Signed into law in 2013 by California Governor Jerry Brown, LCFF will restore education funding across the state to pre-recession levels. It earmarks increased funding for three categories of high-need students, including foster youth.
Each school district in the state is charged with creating a Local Control Accountability Plan (LCAP) that details how it will use the funds allocated for high-needs students through specific goals, benchmarks and practices.
LAUSD, like other school districts in the state, must submit its LCAP by June 24, with final approval by the Los Angeles County Board of Education slated for June 31.
Challenges Faced by Foster Youth
Foster youth are statistically among the lowest academic achievers, and they suffer from the highest high school dropout rates when compared with their peers, according to the first installment of The Invisible Achievement Gap, a 2013 statewide study that provided data for the first time on the woeful educational outcomes of foster youth.
And the second part of The Invisible Achievement Gap, released last month, found that foster youth in California experience much higher rates of school mobility than other students, with foster students nine times more likely to attend three or more schools during the school year than other students.
Los Angeles Unified has more students in foster care than any other district in the state. Despite its size, efforts to address their dismal educational outcomes have rarely risen to meet the level of need. Currently, LAUSD fields only three counselors that are specifically trained to handle the educational needs of the approximately 8,400 foster youth enrolled in the school district.
In a draft version of its proposed LCAP released last weekend, LAUSD has set aside approximately $9.9 million for the hiring of about 95 additional counselors, who will support foster youth by providing individualized learning plans and academic assessment for foster youth in the district.
“We believe that foster youth should get better access to case management services,” said Erika Torres, director of LAUSD’s Pupil Services division, which will be implementing the district’s LCAP. “They really need somebody monitoring them to make sure that they are receiving the services they need to succeed.”
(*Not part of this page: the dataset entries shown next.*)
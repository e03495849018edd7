use rust_decimal::Decimal;
use serde::{Deserialize, Serialize};

/// All monetary values. Wraps Decimal to prevent accidental f64 usage.
pub type Money = Decimal;

/// Rates and percentages. Parameter structs state which convention a field
/// uses (8.5 as a percentage vs 0.085 as a decimal rate).
pub type Rate = Decimal;

/// Ratios such as income coverage (1.2 = 120% covered)
pub type Multiple = Decimal;

/// Standard computation output envelope
#[derive(Debug, Clone, Serialize, Deserialize)]
pub struct ComputationOutput<T: Serialize> {
    pub result: T,
    pub methodology: String,
    pub assumptions: serde_json::Value,
    pub warnings: Vec<String>,
    pub metadata: ComputationMetadata,
}

/// Metadata for every computation
#[derive(Debug, Clone, Serialize, Deserialize)]
pub struct ComputationMetadata {
    pub version: String,
    pub computation_time_us: u64,
    pub precision: String,
}

/// Helper to wrap computation results with metadata
pub fn with_metadata<T: Serialize>(
    methodology: &str,
    assumptions: &impl Serialize,
    warnings: Vec<String>,
    elapsed_us: u64,
    result: T,
) -> ComputationOutput<T> {
    ComputationOutput {
        result,
        methodology: methodology.to_string(),
        assumptions: serde_json::to_value(assumptions).unwrap_or_default(),
        warnings,
        metadata: ComputationMetadata {
            version: env!("CARGO_PKG_VERSION").to_string(),
            computation_time_us: elapsed_us,
            precision: "rust_decimal_128bit".to_string(),
        },
    }
}
//! Display formatting conventions used by the dashboard and CLI renderers:
//! currency to whole units with thousands separators, percentages to two
//! decimal places. Not part of the calculation contract.

use rust_decimal::{Decimal, RoundingStrategy};

use crate::types::{Money, Rate};

/// Format a monetary amount rounded to whole units, e.g. `104663.74` -> `"104,664"`.
pub fn format_currency(amount: Money) -> String {
    let rounded = amount.round_dp_with_strategy(0, RoundingStrategy::MidpointAwayFromZero);
    let sign = if rounded.is_sign_negative() { "-" } else { "" };
    let digits = rounded.abs().trunc().to_string();

    let mut grouped = String::with_capacity(digits.len() + digits.len() / 3);
    for (i, ch) in digits.chars().enumerate() {
        if i > 0 && (digits.len() - i) % 3 == 0 {
            grouped.push(',');
        }
        grouped.push(ch);
    }

    format!("{sign}{grouped}")
}

/// Format a percentage value to two decimal places, e.g. `88.8888` -> `"88.89%"`.
pub fn format_percent(percent: Rate) -> String {
    let rounded = percent.round_dp_with_strategy(2, RoundingStrategy::MidpointAwayFromZero);
    format!("{:.2}%", rounded)
}

/// Whether a serialized output field holds a monetary amount. Renderers use
/// this to decide which columns get currency formatting.
pub fn is_currency_field(name: &str) -> bool {
    matches!(
        name,
        "principal"
            | "monthly_payment"
            | "total_payment"
            | "total_interest"
            | "max_loan_amount"
            | "required_annual_income"
            | "payment_amount"
            | "principal_component"
            | "interest_component"
            | "remaining_balance"
            | "total_interest_paid"
            | "total_principal_paid"
            | "asset_value"
            | "annual_income"
    )
}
Tracking Foster Youth in Public Schools
Foster youth also stand to benefit from new coordination between agencies as part of the LCAP process. In the past, LAUSD and many other school districts have had difficulty tracking foster youth in their school systems. But the 2013 passage of the Uninterrupted Scholars Act allows child welfare agencies more direct access to educational information about foster youth.
So far, LAUSD has struck a positive relationship with foster youth advocates, community partners, and other stakeholders. Organized under the aegis of the Coalition for Educational Equity for Foster Youth, advocates have worked to provide LAUSD with best practices for working with foster youth, input on policies related to foster youth and feedback on outcome measures.
The coalition is slated to participate in a training session later this summer that will prepare the new counselors to meet the unique educational needs of foster youth in the district. Overwhelmingly, members of the coalition have lauded the role Torres has played in embracing the expertise of coalition members in working with foster youth in educational settings.
“We’re doing backflips over here,” said Jill Rowland, education program director at the Alliance for Children’s Rights. “LAUSD has opened so many doors to the community, to experts, and to the people that have had a lot of success working with foster youth.”
The new cohort of foster youth counselors to be hired by LAUSD is expected to remind foster students of their right to stay in the same school despite placement changes and help avoid the pushing out of foster youth into alternative schools due to a lack of credits, but advocates hope that performance measures tied to educational stability are included in the final version of LAUSD’s LCAP.
“When students change schools, their records get all screwed up,” said Martha Matthews, directing attorney of the Children’s Rights Project at Public Counsel. “You can’t expect to improve educational outcomes for foster youth without tackling school changes.”
Jeremy Loudenback is a Journalism for Social Change Fellow and a graduate student at USC’s Sol Price School of Public Policy.